# How do fast multiplication algorithms deal with cryptanalysis?

Math algorithms like Karatsuba and derivatives - do they have any applications for cryptanalysis of asymmetric cryptography algorithms? What if we have very fast multiplier? How can it help with extracting the secret key from encoded text?

• When you say "How can it help?" do you mean in supporting cryptanalysis or in thwarting cryptanalysis? If you mean thwarting, perhaps it could eliminate side-channels. For supporting, perhaps it could make your attacks faster. I think your question could be helped significantly by narrowing the scope and giving some examples. – mikeazo Jun 6 '17 at 14:37

Since Karatsbua is often the default multiplication method for any library with big integers, this is surely used in cryptographic algorithms - whenever large integers are involved. Typical examples for this are RSA, DH key exchange, DSA, all elliptic curve cryptography, etc.

The runtime of Karatsuba depends only on the lengths of the numbers and not on the actual number itself, reducing $n^2$ single-digit multiplications (for long multiplication) to $\approx n^{\log_2 3}$ (exact number depends on the input lengths) and some additions (also only depending on the length of the numbers). So if we can assume constant runtimes for the addition and single-digit multiplication, this should not leak any information. It is just faster.

do they have any applications for cryptanalysis of asymmetric cryptography algorithms?
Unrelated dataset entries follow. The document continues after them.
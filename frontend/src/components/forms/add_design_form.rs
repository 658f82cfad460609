use shared::CreateDesignRequest;
use web_sys::{HtmlInputElement, HtmlSelectElement, HtmlTextAreaElement};
use yew::prelude::*;

#[derive(Properties, PartialEq)]
pub struct AddDesignFormProps {
    pub form_error: Option<String>,
    pub on_submit: Callback<CreateDesignRequest>,
    pub on_cancel: Callback<()>,
}

fn input_value(e: &Event) -> String {
    e.target_unchecked_into::<HtmlInputElement>().value()
}

/// Admin panel for adding a design; fields are kept as typed text and
/// coerced by the catalog service
#[function_component(AddDesignForm)]
pub fn add_design_form(props: &AddDesignFormProps) -> Html {
    let form = use_state(|| CreateDesignRequest {
        image_type: "suit".to_string(),
        ..CreateDesignRequest::default()
    });

    let update = |apply: fn(&mut CreateDesignRequest, String)| {
        let form = form.clone();
        Callback::from(move |e: Event| {
            let mut next = (*form).clone();
            apply(&mut next, input_value(&e));
            form.set(next);
        })
    };

    let on_image_type = {
        let form = form.clone();
        Callback::from(move |e: Event| {
            let mut next = (*form).clone();
            next.image_type = e.target_unchecked_into::<HtmlSelectElement>().value();
            form.set(next);
        })
    };

    let on_description = {
        let form = form.clone();
        Callback::from(move |e: Event| {
            let mut next = (*form).clone();
            next.description = e.target_unchecked_into::<HtmlTextAreaElement>().value();
            form.set(next);
        })
    };

    let on_submit = {
        let form = form.clone();
        let on_submit = props.on_submit.clone();
        Callback::from(move |e: SubmitEvent| {
            e.prevent_default();
            on_submit.emit((*form).clone());
        })
    };

    let on_cancel = {
        let on_cancel = props.on_cancel.clone();
        Callback::from(move |_: MouseEvent| on_cancel.emit(()))
    };

    html! {
        <section id="add-design-panel" class="panel">
            <h3>{"Add New Design"}</h3>

            {if let Some(error) = props.form_error.as_ref() {
                html! { <div class="form-message error">{error}</div> }
            } else { html! {} }}

            <form id="addDesignForm" onsubmit={on_submit}>
                <div class="form-group">
                    <label for="title">{"Title"}</label>
                    <input type="text" id="title" required=true value={form.title.clone()}
                        onchange={update(|f, v| f.title = v)} />
                </div>
                <div class="form-group">
                    <label for="price">{"Price ($)"}</label>
                    <input type="number" id="price" min="0" step="0.01" required=true value={form.price.clone()}
                        onchange={update(|f, v| f.price = v)} />
                </div>
                <div class="form-group">
                    <label for="days_to_complete">{"Days to Complete"}</label>
                    <input type="number" id="days_to_complete" min="1" required=true value={form.days_to_complete.clone()}
                        onchange={update(|f, v| f.days_to_complete = v)} />
                </div>
                <div class="form-group">
                    <label for="category">{"Category"}</label>
                    <input type="text" id="category" value={form.category.clone()}
                        onchange={update(|f, v| f.category = v)} />
                </div>
                <div class="form-group">
                    <label for="image_type">{"Image"}</label>
                    <select id="image_type" onchange={on_image_type}>
                        <option value="suit" selected={form.image_type == "suit"}>{"Suit"}</option>
                        <option value="dress" selected={form.image_type == "dress"}>{"Dress"}</option>
                        <option value="fabric" selected={form.image_type == "fabric"}>{"Fabric"}</option>
                    </select>
                </div>
                <div class="form-group">
                    <label for="description">{"Description"}</label>
                    <textarea id="description" value={form.description.clone()} onchange={on_description} />
                </div>

                <div class="form-actions">
                    <button type="submit" class="btn btn-primary">{"Save Design"}</button>
                    <button type="button" class="btn btn-outline" onclick={on_cancel}>{"Cancel"}</button>
                </div>
            </form>
        </section>
    }
}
I am not sure what you actually mean. Sure, they do have applications: Whenever there is a multiplication of big integers, Karatsuba is used already. But Karatsuba does not give you any other surprising advantage, as far as I know.

What if we have very fast multiplier?

I don't know why the question i stated in such a hypothetical way, because that is actually how multiplication is realized. For integers, long multiplication is actually the rare case - that's how it is taught in school and mostly used for multiplication by hand.

How can it help with extracting the secret key from encoded text?

It can't. Actually, I am not sure what you mean with this question. For any state-of-theart encryption scheme with proper parameters, it is practically impossible to extract the key from a ciphertext - if we assume lmitations in time and computation power like "If every atom on earth was a computer and we could use a Dyson sphere around our sun to produce energy until the sun burns out". It is a common misconception, that encryption can actually be broken in such a way.

But coming back to fast multiplication algorithms: In some cases, other methods like Discrete Fourier transform-based multiplication is used, e.g. this can be used to speed up the Miller-Rabin primality test.